Sebelumnya, Pemerintah Kota Medan telah menerima bantuan kemanusiaan dari Pemerintah UEA berupa 30 ton beras.
Selain itu, terdapat pula 300 paket bantuan lain yang masing-masing berisi sembako, perlengkapan bayi, serta perlengkapan ibadah salat.
Bantuan tersebut semula direncanakan untuk disalurkan kepada warga yang terdampak banjir, mengingat kondisi Kota Medan saat itu belum sepenuhnya pulih dan masih banyak masyarakat yang membutuhkan bantuan dasar.
Dalam keterangan tertulis pada Minggu (14/12/2025), Rico Waas bahkan menyampaikan apresiasi atas perhatian dan empati yang ditunjukkan Pemerintah dan masyarakat UEA terhadap warga Medan.
Ia menilai bantuan tersebut sebagai wujud solidaritas mendalam atas musibah banjir yang melanda kota tersebut.
“Kami tentunya apresiasi dan sangat berterima kasih atas solidaritas yang diberikan Uni Emirat Arab dengan memberikan bantuan ke Posko Bantuan Bencana Kota Medan,” kata Rico saat itu.
Namun, niat untuk segera menyalurkan bantuan tersebut akhirnya harus kandas.
Kebijakan pemerintah pusat yang menekankan prinsip kemandirian bangsa dalam penanganan bencana menjadi dasar pengembalian bantuan tersebut.
Pemerintah menilai Indonesia memiliki kapasitas dan sumber daya sendiri untuk menangani dampak bencana, tanpa harus bergantung pada bantuan dari negara asing.
Keputusan ini menuai beragam respons di ruang publik.
Di satu sisi, pengembalian bantuan dipandang sebagai upaya menjaga kedaulatan dan kemandirian nasional.
Di sisi lain, muncul pertanyaan mengenai urgensi dan fleksibilitas kebijakan tersebut, mengingat kondisi korban banjir yang masih membutuhkan bantuan logistik, terutama bahan pangan.
Hingga kini, Pemerintah Kota Medan menyatakan tetap berkomitmen memenuhi kebutuhan dasar warga terdampak banjir melalui skema bantuan dari pemerintah pusat, pemerintah daerah, serta sumber-sumber dalam negeri lainnya.
Indonesia adalah salah satu negara pertama yang mengakui Uni Emirat Arab setelah kemerdekaannya pada tahun 1971.
Hubungan diplomatik telah terjalin sejak 30 April 1976.
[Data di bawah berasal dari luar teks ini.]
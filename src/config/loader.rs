//! Configuration loader with TOML parsing and environment variable overrides

use super::schema::{AlertSinkKind, MedbridgeConfig, StoreBackend};
use super::secret::secret_string;
use crate::domain::errors::MedbridgeError;
use crate::domain::result::Result;
use regex::Regex;
use std::fs;
use std::path::Path;

/// Prefix for per-key encryption overrides: `MEDBRIDGE_ENCRYPTION_KEY_<REF>`
const ENCRYPTION_KEY_PREFIX: &str = "MEDBRIDGE_ENCRYPTION_KEY_";

/// Loads configuration from a TOML file
///
/// This function:
/// 1. Loads a `.env` file from the working directory, if present
/// 2. Reads the TOML file
/// 3. Performs environment variable substitution (`${VAR}` syntax)
/// 4. Parses the TOML into [`MedbridgeConfig`]
/// 5. Applies environment variable overrides (`MEDBRIDGE_*` prefix)
/// 6. Validates the configuration
///
/// # Errors
///
/// Returns a configuration error if the file cannot be read or parsed, a
/// referenced variable is unset, or validation fails.
///
/// # Examples
///
/// ```no_run
/// use medbridge::config::load_config;
///
/// let config = load_config("medbridge.toml").expect("Failed to load config");
/// println!("{} workers", config.queue.concurrency);
/// ```
pub fn load_config(path: impl AsRef<Path>) -> Result<MedbridgeConfig> {
    let path = path.as_ref();

    // Missing .env is fine
    let _ = dotenvy::dotenv();

    if !path.exists() {
        return Err(MedbridgeError::Configuration(format!(
            "Configuration file not found: {}",
            path.display()
        )));
    }

    let contents = fs::read_to_string(path).map_err(|e| {
        MedbridgeError::Configuration(format!(
            "Failed to read configuration file {}: {}",
            path.display(),
            e
        ))
    })?;

    parse_config(&contents)
}

/// Parses configuration text (substitution, overrides and validation included)
pub fn parse_config(contents: &str) -> Result<MedbridgeConfig> {
    let contents = substitute_env_vars(contents)?;

    let mut config: MedbridgeConfig = toml::from_str(&contents)
        .map_err(|e| MedbridgeError::Configuration(format!("Failed to parse TOML: {}", e)))?;

    apply_env_overrides(&mut config)?;

    config.validate().map_err(|e| {
        MedbridgeError::Configuration(format!("Configuration validation failed: {}", e))
    })?;

    Ok(config)
}

/// Substitutes environment variables in the format `${VAR_NAME}`
///
/// Comment lines are left untouched.
///
/// # Errors
///
/// Returns an error listing every referenced variable that is not set
fn substitute_env_vars(input: &str) -> Result<String> {
    let re = Regex::new(r"\$\{([A-Z_][A-Z0-9_]*)\}")
        .map_err(|e| MedbridgeError::Other(format!("Invalid substitution pattern: {e}")))?;
    let mut result = String::with_capacity(input.len());
    let mut missing_vars: Vec<String> = Vec::new();

    for line in input.lines() {
        if line.trim_start().starts_with('#') {
            result.push_str(line);
            result.push('\n');
            continue;
        }

        let mut processed_line = line.to_string();
        for cap in re.captures_iter(line) {
            let var_name = &cap[1];
            match std::env::var(var_name) {
                Ok(value) => {
                    processed_line = processed_line.replace(&format!("${{{var_name}}}"), &value);
                }
                Err(_) => {
                    if !missing_vars.iter().any(|v| v == var_name) {
                        missing_vars.push(var_name.to_string());
                    }
                }
            }
        }
        result.push_str(&processed_line);
        result.push('\n');
    }

    if !missing_vars.is_empty() {
        return Err(MedbridgeError::Configuration(format!(
            "Missing required environment variables: {}",
            missing_vars.join(", ")
        )));
    }

    Ok(result)
}

fn env_parse<T: std::str::FromStr>(name: &str) -> Result<Option<T>> {
    match std::env::var(name) {
        Ok(val) => val.trim().parse().map(Some).map_err(|_| {
            MedbridgeError::Configuration(format!("Invalid value for {name}: '{val}'"))
        }),
        Err(_) => Ok(None),
    }
}

/// Applies environment variable overrides using the `MEDBRIDGE_*` prefix
///
/// Variables follow `MEDBRIDGE_<SECTION>_<KEY>`, e.g.
/// `MEDBRIDGE_QUEUE_CONCURRENCY` or `MEDBRIDGE_POSTGRESQL_CONNECTION_STRING`.
/// Encryption keys are added or replaced with
/// `MEDBRIDGE_ENCRYPTION_KEY_<REF>`; the ref is lowercased and underscores
/// become dashes (`MEDBRIDGE_ENCRYPTION_KEY_CLINIC_A` -> `clinic-a`).
fn apply_env_overrides(config: &mut MedbridgeConfig) -> Result<()> {
    // Application overrides
    if let Ok(val) = std::env::var("MEDBRIDGE_APPLICATION_LOG_LEVEL") {
        config.application.log_level = val;
    }

    // Store backend
    if let Ok(val) = std::env::var("MEDBRIDGE_STORE_BACKEND") {
        config.store_backend = match val.to_lowercase().as_str() {
            "memory" => StoreBackend::Memory,
            "postgresql" => StoreBackend::PostgreSQL,
            other => {
                return Err(MedbridgeError::Configuration(format!(
                    "Invalid MEDBRIDGE_STORE_BACKEND '{other}'. Must be memory or postgresql"
                )))
            }
        };
    }

    // Queue overrides
    if let Some(v) = env_parse("MEDBRIDGE_QUEUE_CONCURRENCY")? {
        config.queue.concurrency = v;
    }
    if let Some(v) = env_parse("MEDBRIDGE_QUEUE_MAX_ATTEMPTS")? {
        config.queue.max_attempts = v;
    }
    if let Some(v) = env_parse("MEDBRIDGE_QUEUE_BACKOFF_BASE_MS")? {
        config.queue.backoff_base_ms = v;
    }
    if let Some(v) = env_parse("MEDBRIDGE_QUEUE_BACKOFF_CAP_MS")? {
        config.queue.backoff_cap_ms = v;
    }
    if let Some(v) = env_parse("MEDBRIDGE_QUEUE_LEASE_DURATION_SECS")? {
        config.queue.lease_duration_secs = v;
    }
    if let Some(v) = env_parse("MEDBRIDGE_QUEUE_JOB_TIMEOUT_SECS")? {
        config.queue.job_timeout_secs = v;
    }

    // PostgreSQL overrides (only if PostgreSQL is configured)
    if let Some(ref mut pg_config) = config.postgresql {
        if let Ok(val) = std::env::var("MEDBRIDGE_POSTGRESQL_CONNECTION_STRING") {
            pg_config.connection_string = secret_string(val);
        }
        if let Some(v) = env_parse("MEDBRIDGE_POSTGRESQL_MAX_CONNECTIONS")? {
            pg_config.max_connections = v;
        }
        if let Ok(val) = std::env::var("MEDBRIDGE_POSTGRESQL_SSL_MODE") {
            pg_config.ssl_mode = val;
        }
    }

    // Encryption keys
    for (name, value) in std::env::vars() {
        if let Some(suffix) = name.strip_prefix(ENCRYPTION_KEY_PREFIX) {
            if suffix.is_empty() {
                continue;
            }
            let key_ref = suffix.to_lowercase().replace('_', "-");
            config.encryption.keys.insert(key_ref, secret_string(value));
        }
    }

    // Mappings
    if let Ok(val) = std::env::var("MEDBRIDGE_MAPPINGS_DIRECTORY") {
        config.mappings.directory = Some(val);
    }

    // Alerts
    if let Ok(val) = std::env::var("MEDBRIDGE_ALERTS_WEBHOOK_URL") {
        config.alerts.webhook_url = Some(val);
        config.alerts.sink = AlertSinkKind::Webhook;
    }

    // Audit
    if let Some(v) = env_parse("MEDBRIDGE_AUDIT_ENABLED")? {
        config.audit.enabled = v;
    }
    if let Ok(val) = std::env::var("MEDBRIDGE_AUDIT_PATH") {
        config.audit.path = val;
    }

    // Logging overrides
    if let Some(v) = env_parse("MEDBRIDGE_LOGGING_LOCAL_ENABLED")? {
        config.logging.local_enabled = v;
    }
    if let Ok(val) = std::env::var("MEDBRIDGE_LOGGING_LOCAL_PATH") {
        config.logging.local_path = val;
    }

    Ok(())
}

#[cfg(test)]
mod tests {
    use super::*;
    use secrecy::ExposeSecret;
    use std::io::Write;
    use tempfile::NamedTempFile;

    #[test]
    fn test_substitute_env_vars() {
        std::env::set_var("MEDBRIDGE_LOADER_TEST_VAR", "test_value");
        let input = "password = \"${MEDBRIDGE_LOADER_TEST_VAR}\"";
        let result = substitute_env_vars(input).unwrap();
        assert_eq!(result, "password = \"test_value\"\n");
        std::env::remove_var("MEDBRIDGE_LOADER_TEST_VAR");
    }

    #[test]
    fn test_substitute_env_vars_missing() {
        std::env::remove_var("MEDBRIDGE_LOADER_MISSING_VAR");
        let input = "password = \"${MEDBRIDGE_LOADER_MISSING_VAR}\"";
        let err = substitute_env_vars(input).unwrap_err();
        assert!(err.to_string().contains("MEDBRIDGE_LOADER_MISSING_VAR"));
    }

    #[test]
    fn test_substitution_skips_comments() {
        let input = "# key = \"${MEDBRIDGE_LOADER_UNSET_IN_COMMENT}\"";
        assert!(substitute_env_vars(input).is_ok());
    }

    #[test]
    fn test_load_config_missing_file() {
        let result = load_config("nonexistent-medbridge.toml");
        assert!(result.is_err());
    }

    #[test]
    fn test_load_config_valid() {
        let toml_content = r#"
[application]
log_level = "debug"

[queue]
concurrency = 8
backoff_base_ms = 250

[encryption.keys]
clinic-a = "0123456789abcdef0123456789abcdef"

[mappings]
builtin = false
"#;

        let mut temp_file = NamedTempFile::new().unwrap();
        temp_file.write_all(toml_content.as_bytes()).unwrap();
        temp_file.flush().unwrap();

        let config = load_config(temp_file.path()).unwrap();
        assert_eq!(config.application.log_level, "debug");
        assert_eq!(config.queue.concurrency, 8);
        assert_eq!(config.queue.backoff_base_ms, 250);
        assert_eq!(config.queue.max_attempts, 3);
        assert_eq!(
            config.encryption.keys["clinic-a"].expose_secret().len(),
            32
        );
        assert!(!config.mappings.builtin);
    }

    #[test]
    fn test_validation_error_is_reported() {
        let err = parse_config("[queue]\nconcurrency = 0\n").unwrap_err();
        assert!(err.to_string().contains("queue.concurrency"));
    }
}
Hubungan diplomatik antar kedua negara sangat penting adanya, mengingat kedua negara memiliki solidaritas sebagai negara dengan mayoritas penduduk Muslim.
Kedua negara merupakan anggota Organisasi Perdagangan Dunia (WTO), Organisasi Non-Blok, dan Organisasi Kerjasama Islam (OIC).
Pada November 2026, Hubungan bilateral Indonesia dan Uni Emirat Arab (UAE) terus menunjukkan penguatan signifikan seiring peringatan Hari Nasional ke-54 UAE.
Kolaborasi kedua negara berkembang cepat melalui kerja sama ekonomi, investasi, pembangunan fasilitas publik, dan program strategis lainnya yang menjadi fondasi penting menuju peringatan 50 tahun hubungan diplomatik pada 2026.
Sejak terjalinnya hubungan diplomatik, Indonesia dan UAE telah membangun kemitraan yang dinamis dan berorientasi ke depan.
Peresmian Emirates–Indonesia Cardiology Hospital serta kehadiran Sheikh Zayed Grand Mosque di Solo menjadi simbol penguatan persahabatan kedua negara.
Selain itu, implementasi Indonesia–UAE Comprehensive Economic Partnership Agreement (CEPA) telah membuka peluang kerja sama yang lebih luas di sektor perdagangan, investasi, energi masa depan, dan pengembangan industri strategis.